» **Aim of the exercise**
Please give the number of lines in the entries below that hold "take", with no other words.
═════ Provided information
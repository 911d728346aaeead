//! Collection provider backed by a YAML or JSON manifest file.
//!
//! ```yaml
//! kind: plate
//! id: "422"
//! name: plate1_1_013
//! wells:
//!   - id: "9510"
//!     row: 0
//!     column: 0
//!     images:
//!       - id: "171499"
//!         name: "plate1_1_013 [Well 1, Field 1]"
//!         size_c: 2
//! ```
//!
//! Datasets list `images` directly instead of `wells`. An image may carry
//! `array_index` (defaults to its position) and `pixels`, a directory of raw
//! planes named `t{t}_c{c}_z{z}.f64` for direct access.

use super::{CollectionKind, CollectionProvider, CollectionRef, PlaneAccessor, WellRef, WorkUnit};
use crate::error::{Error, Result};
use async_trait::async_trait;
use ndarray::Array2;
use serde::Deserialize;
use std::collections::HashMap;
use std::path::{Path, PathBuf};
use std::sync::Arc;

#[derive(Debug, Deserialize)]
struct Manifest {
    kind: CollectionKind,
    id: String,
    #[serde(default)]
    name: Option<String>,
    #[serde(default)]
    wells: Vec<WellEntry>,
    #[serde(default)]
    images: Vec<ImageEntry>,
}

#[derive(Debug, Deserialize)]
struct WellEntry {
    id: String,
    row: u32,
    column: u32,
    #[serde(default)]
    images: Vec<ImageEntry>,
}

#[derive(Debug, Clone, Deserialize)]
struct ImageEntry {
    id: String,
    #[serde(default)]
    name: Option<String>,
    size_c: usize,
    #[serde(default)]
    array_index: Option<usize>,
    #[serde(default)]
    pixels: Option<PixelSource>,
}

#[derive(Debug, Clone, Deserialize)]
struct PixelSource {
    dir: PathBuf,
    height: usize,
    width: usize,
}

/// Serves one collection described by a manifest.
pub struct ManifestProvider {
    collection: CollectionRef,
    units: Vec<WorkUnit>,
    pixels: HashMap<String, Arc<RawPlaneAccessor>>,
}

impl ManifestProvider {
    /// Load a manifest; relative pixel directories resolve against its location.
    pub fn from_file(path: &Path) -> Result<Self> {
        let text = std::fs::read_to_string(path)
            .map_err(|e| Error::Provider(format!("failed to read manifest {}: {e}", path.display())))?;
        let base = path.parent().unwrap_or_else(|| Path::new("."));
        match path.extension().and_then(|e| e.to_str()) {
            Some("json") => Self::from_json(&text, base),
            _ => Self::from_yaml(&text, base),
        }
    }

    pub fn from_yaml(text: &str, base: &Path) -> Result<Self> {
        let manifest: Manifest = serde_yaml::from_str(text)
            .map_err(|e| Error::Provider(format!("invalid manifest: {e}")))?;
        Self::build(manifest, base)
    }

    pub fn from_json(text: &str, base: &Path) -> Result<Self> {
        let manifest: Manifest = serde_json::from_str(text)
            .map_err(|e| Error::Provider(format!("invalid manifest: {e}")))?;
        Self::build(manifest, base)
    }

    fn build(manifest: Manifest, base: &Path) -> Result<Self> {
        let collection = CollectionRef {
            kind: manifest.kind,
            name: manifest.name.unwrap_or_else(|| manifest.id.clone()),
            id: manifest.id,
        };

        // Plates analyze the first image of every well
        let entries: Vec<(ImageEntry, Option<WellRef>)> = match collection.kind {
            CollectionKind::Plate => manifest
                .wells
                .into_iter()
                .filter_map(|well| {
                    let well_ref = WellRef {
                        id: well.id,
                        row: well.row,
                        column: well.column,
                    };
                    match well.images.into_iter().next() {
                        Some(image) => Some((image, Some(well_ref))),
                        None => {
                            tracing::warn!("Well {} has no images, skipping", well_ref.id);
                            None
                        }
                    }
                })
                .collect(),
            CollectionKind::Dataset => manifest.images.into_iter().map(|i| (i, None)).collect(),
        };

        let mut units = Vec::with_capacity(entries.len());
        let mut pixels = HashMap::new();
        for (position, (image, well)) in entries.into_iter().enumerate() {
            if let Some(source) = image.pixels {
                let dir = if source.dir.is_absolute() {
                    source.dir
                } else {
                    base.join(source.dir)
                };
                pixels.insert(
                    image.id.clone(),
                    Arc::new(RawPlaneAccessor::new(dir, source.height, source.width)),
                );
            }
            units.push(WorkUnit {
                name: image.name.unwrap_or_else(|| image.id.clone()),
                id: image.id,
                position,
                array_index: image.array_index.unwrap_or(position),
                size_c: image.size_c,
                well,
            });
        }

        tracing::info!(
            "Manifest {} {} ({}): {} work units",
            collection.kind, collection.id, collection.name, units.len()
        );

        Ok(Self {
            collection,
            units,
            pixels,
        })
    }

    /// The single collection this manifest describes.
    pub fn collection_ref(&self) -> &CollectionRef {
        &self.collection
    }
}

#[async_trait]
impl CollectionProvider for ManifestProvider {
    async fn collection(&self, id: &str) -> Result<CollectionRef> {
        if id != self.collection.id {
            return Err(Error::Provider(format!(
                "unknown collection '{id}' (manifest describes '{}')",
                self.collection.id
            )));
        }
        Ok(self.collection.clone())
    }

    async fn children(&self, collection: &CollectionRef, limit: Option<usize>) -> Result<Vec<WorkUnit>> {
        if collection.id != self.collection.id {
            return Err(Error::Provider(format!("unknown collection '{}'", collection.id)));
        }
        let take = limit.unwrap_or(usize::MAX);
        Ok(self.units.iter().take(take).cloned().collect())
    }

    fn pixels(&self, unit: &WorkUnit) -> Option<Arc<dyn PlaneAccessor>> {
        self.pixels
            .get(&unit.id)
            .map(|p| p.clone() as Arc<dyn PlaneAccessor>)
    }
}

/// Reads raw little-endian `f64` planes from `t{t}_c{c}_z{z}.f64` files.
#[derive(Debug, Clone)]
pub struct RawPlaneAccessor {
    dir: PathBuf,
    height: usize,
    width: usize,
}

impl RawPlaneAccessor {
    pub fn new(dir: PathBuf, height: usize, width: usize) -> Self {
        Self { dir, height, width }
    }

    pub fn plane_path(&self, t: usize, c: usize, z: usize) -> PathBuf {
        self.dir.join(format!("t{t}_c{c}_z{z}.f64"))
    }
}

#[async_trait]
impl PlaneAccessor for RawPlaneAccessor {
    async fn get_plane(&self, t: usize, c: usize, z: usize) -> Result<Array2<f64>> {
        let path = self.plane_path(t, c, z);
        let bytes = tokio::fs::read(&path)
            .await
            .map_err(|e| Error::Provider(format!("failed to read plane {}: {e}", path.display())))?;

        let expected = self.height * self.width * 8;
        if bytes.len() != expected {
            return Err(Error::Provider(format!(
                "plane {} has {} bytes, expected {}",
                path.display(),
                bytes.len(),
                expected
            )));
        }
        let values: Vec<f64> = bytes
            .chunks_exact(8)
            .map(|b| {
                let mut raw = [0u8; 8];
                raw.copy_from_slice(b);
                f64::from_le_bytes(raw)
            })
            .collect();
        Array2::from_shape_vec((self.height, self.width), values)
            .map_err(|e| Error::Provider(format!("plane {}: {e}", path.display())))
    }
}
══════════
» **Answer to the exercise**
2